Il fallimento è di chi crede che il problema siano solo i giovani che sono deboli, e non degli adulti e dei docenti e dei giornalisti che ci mettono pesi e pesi sulle spalle. Pesi che, alla fine, finiscono per schiacciarci.

L’Ansa ha fatto sapere che il cadavere della ragazza è stato trovato con una sciarpa attorno al collo e con l’altro capo appeso a una porta, in una sorta di impiccagione. La giovane è stata trovata, stamani alle 6.45, da un custode che stava facendo il giro di apertura degli Istituti della IULM, in un bagno chiuso dall’interno nei pressi di alcune aule. Sul posto, in via Carlo Bo, sede dello Iulm, si trovano il 118, per la constatazione di decesso, e i Carabinieri, per le indagini, che avrebbero accertato che la morte è avvenuta ore prima del ritrovamento, quindi la 19enne si sarebbe trattenuta nell’edificio anche dopo la chiusura.
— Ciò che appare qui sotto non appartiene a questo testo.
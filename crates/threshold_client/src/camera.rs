use glam::{Mat4, Quat, Vec3};
use threshold_shared::teleport::Pose;

pub type FrustumPlanes = [[f32; 4]; 6];

#[derive(Debug, Clone)]
pub struct Camera {
    pub pose: Pose,
    pub fov: f32,
    pub aspect: f32,
    pub near: f32,
    pub far: f32,
}

impl Default for Camera {
    fn default() -> Self {
        Self {
            pose: Pose::new(Vec3::new(0.0, 1.7, 0.0), Quat::IDENTITY),
            fov: 70.0_f32.to_radians(),
            aspect: 16.0 / 9.0,
            near: 0.1,
            far: 1000.0,
        }
    }
}

impl Camera {
    pub fn with_pose(&self, pose: Pose) -> Self {
        Self {
            pose,
            ..self.clone()
        }
    }

    /// Turns about the world up axis.
    pub fn turn(&mut self, yaw: f32) {
        self.pose.rotation = (Quat::from_rotation_y(yaw) * self.pose.rotation).normalize();
    }

    /// Applies the correction a teleport reported for the body carrying
    /// this camera.
    pub fn apply_rotation_delta(&mut self, delta: Quat) {
        self.pose.rotation = (delta * self.pose.rotation).normalize();
    }

    pub fn forward_direction(&self) -> Vec3 {
        self.pose.forward().normalize_or_zero()
    }

    pub fn view_matrix(&self) -> Mat4 {
        Mat4::look_to_rh(self.pose.position, self.pose.forward(), self.pose.up())
    }

    pub fn projection_matrix(&self) -> Mat4 {
        Mat4::perspective_rh(
            self.fov,
            self.aspect.max(0.0001),
            self.near.max(0.0001),
            self.far.max(self.near + 0.0001),
        )
    }

    pub fn view_projection_matrix(&self) -> Mat4 {
        self.projection_matrix() * self.view_matrix()
    }
}

pub fn extract_frustum_planes(vp: Mat4) -> FrustumPlanes {
    let m = vp.to_cols_array_2d();
    let row0 = [m[0][0], m[1][0], m[2][0], m[3][0]];
    let row1 = [m[0][1], m[1][1], m[2][1], m[3][1]];
    let row2 = [m[0][2], m[1][2], m[2][2], m[3][2]];
    let row3 = [m[0][3], m[1][3], m[2][3], m[3][3]];

    let planes = [
        [row3[0] + row0[0], row3[1] + row0[1], row3[2] + row0[2], row3[3] + row0[3]],
        [row3[0] - row0[0], row3[1] - row0[1], row3[2] - row0[2], row3[3] - row0[3]],
        [row3[0] + row1[0], row3[1] + row1[1], row3[2] + row1[2], row3[3] + row1[3]],
        [row3[0] - row1[0], row3[1] - row1[1], row3[2] - row1[2], row3[3] - row1[3]],
        // Depth runs 0..1, so the near plane is the z row on its own.
        [row2[0], row2[1], row2[2], row2[3]],
        [row3[0] - row2[0], row3[1] - row2[1], row3[2] - row2[2], row3[3] - row2[3]],
    ];

    let mut result = [[0.0f32; 4]; 6];
    for (i, p) in planes.iter().enumerate() {
        let len = (p[0] * p[0] + p[1] * p[1] + p[2] * p[2]).sqrt();
        if len > 0.0001 {
            result[i] = [p[0] / len, p[1] / len, p[2] / len, p[3] / len];
        }
    }
    result
}

pub fn sphere_in_frustum(planes: &FrustumPlanes, center: Vec3, radius: f32) -> bool {
    for plane in planes {
        let distance = plane[0] * center.x + plane[1] * center.y + plane[2] * center.z + plane[3];
        if distance < -radius {
            return false;
        }
    }
    true
}

#[cfg(test)]
mod tests {
    use std::f32::consts::FRAC_PI_2;

    use glam::{Quat, Vec3};
    use threshold_shared::teleport::Pose;

    use super::{extract_frustum_planes, sphere_in_frustum, Camera};

    #[test]
    fn default_camera_looks_down_negative_z() {
        let camera = Camera::default();
        assert!(camera.forward_direction().abs_diff_eq(Vec3::NEG_Z, 1e-6));
    }

    #[test]
    fn turning_a_quarter_left_faces_negative_x() {
        let mut camera = Camera::default();
        camera.turn(FRAC_PI_2);
        assert!(camera.forward_direction().abs_diff_eq(Vec3::NEG_X, 1e-5));
    }

    #[test]
    fn frustum_keeps_points_ahead_and_rejects_points_behind() {
        let camera = Camera {
            pose: Pose::new(Vec3::ZERO, Quat::IDENTITY),
            ..Camera::default()
        };
        let planes = extract_frustum_planes(camera.view_projection_matrix());
        assert!(sphere_in_frustum(&planes, Vec3::new(0.0, 0.0, -10.0), 0.5));
        assert!(!sphere_in_frustum(&planes, Vec3::new(0.0, 0.0, 10.0), 0.5));
        assert!(!sphere_in_frustum(&planes, Vec3::new(500.0, 0.0, -10.0), 0.5));
    }
}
Aveva 19 anni, era di origini sudamericane ma nata e cresciuta a Milano, frequentava la stessa università in cui ha fatto i suoi ultimi respiri. Il padre ne aveva denunciato l’allontanamento la sera precedente, quando non era tornata nella casa dove viveva con i suoi familiari. Nella sua borsa è stata trovata una lettera d’addio, in cui definisce la sua vita e il suo percorso di studi universitari un fallimento. La ragazza ha anche esplicitamente annunciato che si sarebbe tolta la vita in un bagno dell’ateneo. Lo leggiamo nei vari quotidiani che oggi non stanno lodando alcun prodigio, ma che appena si avvicinerà la sessione di laurea riprenderà a fregarsene delle pressioni dello studente universitario medio, dello studente universitario fantasma.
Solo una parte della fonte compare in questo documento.